00:10:48.900 | So this is basically just saying to the, we use this tool with the agent to essentially
00:10:54.220 | construct that final structure of an output.
00:10:59.180 | You don't need to do this.
00:11:00.180 | It's just something I like to do.
00:11:02.020 | Okay.
00:11:03.020 | And then we come to defining our LLM.
00:11:05.380 | Okay.
00:11:06.380 | So the Oracle LLM, what I call it here, is essentially the decision maker, right?
00:11:15.780 | So Oracle makes decisions on what tool to use.
00:11:19.140 | So we have the system prompt that just tells it kind of what to do.
00:11:25.220 | We define that.
00:11:26.780 | We defined tools that it will have access to here.
00:11:30.880 | So here we're using LLM indexes function tool object to basically take the functions we've
00:11:38.100 | generated and convert them into LLM index tools.
00:11:43.940 | So what you can do here, if you don't define async functions, you can just go with sync
00:11:51.380 | function like that, which in this case might be a good idea for some of those.
00:11:59.340 | But anyway, I just went with async for all, then you, so what I'm doing here is just defining
00:12:06.660 | our LLM.
00:12:07.660 | Okay.
00:12:08.660 | So OpenAI, we're using GPT 4.0, of course, use whatever you like there.
00:12:14.180 | The one thing that I did add here is just to like enforce the use of, you know, we need
00:12:20.700 | to use a tool every time.
00:12:22.900 | So tool choice is required.
00:12:27.380 | Then I think that is, that's everything on the LLM side and we can come down into basically
00:12:34.260 | setting up with that workflow.
00:12:35.860 | Okay.
00:12:36.860 | So where we have our steps and the events to trigger each one of those steps.
00:12:42.860 | So let's take a look at those.

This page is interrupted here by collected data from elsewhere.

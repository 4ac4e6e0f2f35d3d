//! Speech-bubble tooltip.
//!
//! The tooltip's group sits on its layer exactly while the tooltip is
//! shown. Every call that cannot apply (no layer, already hidden, ...) is a
//! silent no-op; mutators return `&mut Self` for chaining.

use std::cell::RefCell;
use std::rc::{Rc, Weak};

use vellum_scene::{
    BoundingBox, Group, GroupKind, Layer, LayerHandle, MonospaceMetrics, Point2D, Primitive,
    Rect, Rectangle, SharedGroup, Text, TextAlign, TextBaseline, TextMeasure, Triangle,
};

use super::bubble::BubbleLayout;
use crate::config::TooltipStyle;

/// Default half-base (and height) of the tail.
pub const TRIANGLE_SIZE: f32 = 10.0;

const BODY: usize = 0;
const TAIL: usize = 1;
const MASK: usize = 2;
const TEXT: usize = 3;
const LABEL: usize = 4;

/// Whether the tooltip is on its layer.
#[derive(Debug, Clone, Copy, PartialEq, Eq, Default)]
pub enum Visibility {
    /// Off the layer.
    #[default]
    Hidden,
    /// On the layer, laid out at the last shown position.
    Shown,
}

impl Visibility {
    /// Returns true for [`Visibility::Shown`].
    #[must_use]
    pub const fn is_shown(self) -> bool {
        matches!(self, Self::Shown)
    }
}

/// Tooltip drawn as a rounded body with a tail pointing at its anchor.
///
/// The bold label line sits above the normal text line. Both are measured
/// on every layout, so the bubble always fits its content.
pub struct Tooltip {
    group: SharedGroup,
    layer: Option<Weak<RefCell<Layer>>>,
    visibility: Visibility,
    last_position: Point2D,
    text: String,
    label: String,
    style: TooltipStyle,
    measure: Box<dyn TextMeasure>,
}

impl Tooltip {
    /// Creates a hidden, unattached tooltip with the default style.
    #[must_use]
    pub fn new() -> Self {
        Self::with_style(TooltipStyle::default())
    }

    /// Creates a hidden tooltip bound to `layer`.
    #[must_use]
    pub fn with_layer(layer: &LayerHandle) -> Self {
        let mut tooltip = Self::new();
        tooltip.attach_to(Some(layer));
        tooltip
    }

    /// Creates a hidden, unattached tooltip with a custom style.
    #[must_use]
    pub fn with_style(style: TooltipStyle) -> Self {
        let mut group = Group::new(GroupKind::Tooltip);
        let unit = Point2D::new(1.0, 1.0);

        group.add(
            Rectangle::new(1.0, 1.0)
                .with_fill(style.fill)
                .with_corner_radius(style.corner_radius)
                .with_stroke(style.stroke, style.stroke_width)
                .with_shadow(style.shadow),
        );
        group.add(
            Triangle::new(unit, unit, unit)
                .with_fill(style.fill)
                .with_stroke(style.stroke, style.stroke_width)
                .with_shadow(style.shadow),
        );
        group.add(Triangle::new(unit, unit, unit).with_fill(style.fill));
        group.add(
            Text::new("", style.text_font())
                .with_fill(style.text_color)
                .with_align(TextAlign::Left)
                .with_baseline(TextBaseline::Middle),
        );
        group.add(
            Text::new("", style.label_font())
                .with_fill(style.text_color)
                .with_align(TextAlign::Left)
                .with_baseline(TextBaseline::Middle),
        );
        group.set_listening(false);

        Self {
            group: group.into_shared(),
            layer: None,
            visibility: Visibility::Hidden,
            last_position: Point2D::ORIGIN,
            text: String::new(),
            label: String::new(),
            style,
            measure: Box::new(MonospaceMetrics::default()),
        }
    }

    /// Replaces the text measurer used for layout.
    #[must_use]
    pub fn with_measurer(mut self, measure: impl TextMeasure + 'static) -> Self {
        self.measure = Box::new(measure);
        self
    }

    /// Rebinds the tooltip to another layer, or to none.
    ///
    /// While shown the group moves from the old layer to the new one. While
    /// hidden only the binding changes.
    pub fn attach_to(&mut self, layer: Option<&LayerHandle>) -> &mut Self {
        let same = match (&self.layer, layer) {
            (None, None) => true,
            (Some(current), Some(next)) => std::ptr::eq(current.as_ptr(), Rc::as_ptr(next)),
            _ => false,
        };
        if same {
            return self;
        }

        let shown = self.visibility.is_shown();
        let id = self.group.borrow().id();

        if shown {
            if let Some(old) = self.live_layer() {
                let mut old = old.borrow_mut();
                old.remove(id);
                old.batch();
            }
        }

        self.layer = layer.map(Rc::downgrade);

        if shown {
            if let Some(new) = self.live_layer() {
                let mut new = new.borrow_mut();
                new.add(&self.group);
                new.batch();
            }
        }

        tracing::debug!(group = id.raw(), attached = self.layer.is_some(), shown, "tooltip rebound");
        self
    }

    /// Shows the tooltip with its bottom-center at `(x, y)`.
    ///
    /// No-op if already shown; use [`Self::show_forced`] to re-layout.
    pub fn show(&mut self, x: f32, y: f32) -> &mut Self {
        self.show_with(x, y, false)
    }

    /// Shows the tooltip, re-laying it out even if already shown.
    pub fn show_forced(&mut self, x: f32, y: f32) -> &mut Self {
        self.show_with(x, y, true)
    }

    /// Lays out the bubble at `(x, y)` and puts it on top of its layer.
    ///
    /// Does nothing without a live layer, or if already shown and `force` is
    /// false.
    pub fn show_with(&mut self, x: f32, y: f32, force: bool) -> &mut Self {
        let Some(layer) = self.live_layer() else {
            return self;
        };
        if self.visibility.is_shown() && !force {
            return self;
        }

        let id = self.group.borrow().id();
        if self.visibility.is_shown() {
            let mut layer = layer.borrow_mut();
            layer.remove(id);
            layer.batch();
        }

        self.last_position = Point2D::new(x, y);
        self.visibility = Visibility::Shown;
        let bubble = self.layout();

        {
            let mut layer = layer.borrow_mut();
            layer.add(&self.group);
            layer.move_to_top(id);
            layer.batch();
        }

        tracing::debug!(
            group = id.raw(),
            x,
            y,
            width = bubble.body.width,
            height = bubble.body.height,
            "tooltip shown"
        );
        self
    }

    /// Takes the tooltip off its layer.
    pub fn hide(&mut self) -> &mut Self {
        let Some(layer) = self.live_layer() else {
            return self;
        };
        if !self.visibility.is_shown() {
            return self;
        }

        self.visibility = Visibility::Hidden;
        let id = self.group.borrow().id();
        {
            let mut layer = layer.borrow_mut();
            layer.remove(id);
            layer.batch();
        }

        tracing::debug!(group = id.raw(), "tooltip hidden");
        self
    }

    /// Replaces both lines; `None` clears a line.
    ///
    /// A shown tooltip is re-laid out at its last position.
    pub fn set_values(&mut self, text: Option<&str>, label: Option<&str>) -> &mut Self {
        text.unwrap_or_default().clone_into(&mut self.text);
        label.unwrap_or_default().clone_into(&mut self.label);

        if self.visibility.is_shown() {
            let Point2D { x, y } = self.last_position;
            self.show_forced(x, y);
        }
        self
    }

    /// Current visibility.
    #[must_use]
    pub const fn visibility(&self) -> Visibility {
        self.visibility
    }

    /// Returns true while shown.
    #[must_use]
    pub const fn is_visible(&self) -> bool {
        self.visibility.is_shown()
    }

    /// Anchor of the most recent layout.
    #[must_use]
    pub const fn last_position(&self) -> Point2D {
        self.last_position
    }

    /// Current text line.
    #[must_use]
    pub fn text(&self) -> &str {
        &self.text
    }

    /// Current label line.
    #[must_use]
    pub fn label(&self) -> &str {
        &self.label
    }

    /// Style the shapes were built with.
    #[must_use]
    pub const fn style(&self) -> &TooltipStyle {
        &self.style
    }

    /// Bound layer, if it is still alive.
    #[must_use]
    pub fn layer(&self) -> Option<LayerHandle> {
        self.live_layer()
    }

    /// The tooltip's group.
    #[must_use]
    pub fn group(&self) -> &SharedGroup {
        &self.group
    }

    /// Snapshot of the body rectangle.
    #[must_use]
    pub fn body(&self) -> Option<Rectangle> {
        self.group.borrow().child(BODY).and_then(Primitive::as_rectangle).cloned()
    }

    /// Snapshot of the tail triangle.
    #[must_use]
    pub fn tail(&self) -> Option<Triangle> {
        self.group.borrow().child(TAIL).and_then(Primitive::as_triangle).cloned()
    }

    /// Snapshot of the seam mask triangle.
    #[must_use]
    pub fn mask(&self) -> Option<Triangle> {
        self.group.borrow().child(MASK).and_then(Primitive::as_triangle).cloned()
    }

    /// Snapshot of the text line shape.
    #[must_use]
    pub fn text_shape(&self) -> Option<Text> {
        self.group.borrow().child(TEXT).and_then(Primitive::as_text).cloned()
    }

    /// Snapshot of the label line shape.
    #[must_use]
    pub fn label_shape(&self) -> Option<Text> {
        self.group.borrow().child(LABEL).and_then(Primitive::as_text).cloned()
    }

    /// Body rectangle in layer coordinates.
    #[must_use]
    pub fn bounds(&self) -> Option<Rect> {
        let group = self.group.borrow();
        group
            .child(BODY)
            .and_then(Primitive::as_rectangle)
            .map(|body| body.bounds().translate(group.x, group.y))
    }

    fn live_layer(&self) -> Option<LayerHandle> {
        self.layer.as_ref().and_then(Weak::upgrade)
    }

    /// Pushes the current values into the shapes and resizes everything.
    fn layout(&self) -> BubbleLayout {
        let mut group = self.group.borrow_mut();
        let measure = self.measure.as_ref();

        let text_box = Self::set_line(&mut group, TEXT, &self.text, measure);
        let label_box = Self::set_line(&mut group, LABEL, &self.label, measure);

        let body_origin = group
            .child(BODY)
            .and_then(Primitive::as_rectangle)
            .map_or(Point2D::ORIGIN, |body| Point2D::new(body.x, body.y));

        let bubble = BubbleLayout::compute(
            &self.style,
            self.last_position,
            body_origin,
            text_box,
            label_box,
        );

        if let Some(body) = group.child_mut(BODY).and_then(Primitive::as_rectangle_mut) {
            body.set_size(bubble.body.width, bubble.body.height);
            body.corner_radius = self.style.corner_radius;
        }
        if let Some(tail) = group.child_mut(TAIL).and_then(Primitive::as_triangle_mut) {
            let [a, b, c] = bubble.tail;
            tail.set_points(a, b, c);
        }
        if let Some(mask) = group.child_mut(MASK).and_then(Primitive::as_triangle_mut) {
            let [a, b, c] = bubble.mask;
            mask.set_points(a, b, c);
        }
        if let Some(text) = group.child_mut(TEXT).and_then(Primitive::as_text_mut) {
            text.set_position(bubble.text_position.x, bubble.text_position.y);
        }
        if let Some(label) = group.child_mut(LABEL).and_then(Primitive::as_text_mut) {
            label.set_position(bubble.label_position.x, bubble.label_position.y);
        }
        group.set_position(bubble.origin.x, bubble.origin.y);

        tracing::trace!(?bubble, "tooltip laid out");
        bubble
    }

    fn set_line(group: &mut Group, index: usize, value: &str, measure: &dyn TextMeasure) -> BoundingBox {
        group
            .child_mut(index)
            .and_then(Primitive::as_text_mut)
            .map_or(BoundingBox::EMPTY, |line| {
                line.set_content(value);
                line.bounding_box(measure)
            })
    }
}

impl Default for Tooltip {
    fn default() -> Self {
        Self::new()
    }
}

impl std::fmt::Debug for Tooltip {
    fn fmt(&self, f: &mut std::fmt::Formatter<'_>) -> std::fmt::Result {
        f.debug_struct("Tooltip")
            .field("group", &self.group.borrow().id())
            .field("attached", &self.live_layer().is_some())
            .field("visibility", &self.visibility)
            .field("last_position", &self.last_position)
            .field("text", &self.text)
            .field("label", &self.label)
            .finish_non_exhaustive()
    }
}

00:12:45.400 | So events, every, every workflow in LLM index workflows has a start event, which triggers
00:12:52.460 | the workflow and a stop event, which ends the workflow.
00:12:58.280 | We also define a couple of extra events here, and those are the input event and tool call
00:13:06.140 | event.
00:13:07.240 | I think here I have, yeah, this one, you can ignore, I just simplified it so that we don't
00:13:12.840 | need that.
00:13:15.600 | So we just have these.
00:13:17.200 | Now what is probably quite important with these events is that you have good typing
00:13:22.180 | for them.
00:13:23.180 | That's where that sort of good structure or enforced structure comes from, which I think
00:13:29.240 | is ideal for any code, to be honest, but I think it's a very important thing here.
00:13:34.800 | So the input event, we are expecting a list of chat message objects from LLM index, and
00:13:42.980 | they are passed to the input parameter.
00:13:45.520 | With the tool call event, we're expecting a, like a tool ID, tool name, and tool parameters.
00:13:51.780 | These are generated by the LLM.
00:13:53.300 | This is decided by the LLM, and this is kind of logically inserted from LLM index.
00:14:00.140 | Okay, cool.
00:14:01.780 | So we're going to build our workflow.
00:14:04.940 | The workflow is defined, or it's a class that inherits from the workflow object here.
00:14:12.680 | We define everything that we initialize our workflow with, so it's our research agent
00:14:17.520 | workflow.
00:14:19.040 | We set the oracle, which is our LLM.
00:14:21.040 | We set the tools, and then I define this get tool attribute, which is just a dictionary
00:14:27.040 | that allows us to more quickly extract tools as we are like getting the name of the tool.
00:14:33.880 | Okay, which function do we use?
00:14:35.520 | We use this basically to map between strings to actual functions.
00:14:43.240 | Then we initialize our chat history and our memory.
00:14:49.600 | Okay, cool.
00:14:51.120 | So we have that.
00:14:53.640 | Then what we do here is, so this step is the step that is taken at the very beginning of
00:15:02.160 | our workflow.
00:15:04.120 | Now one thing I made sure to add in here was to clear memory, right?
00:15:12.000 | You don't need to clear the memory.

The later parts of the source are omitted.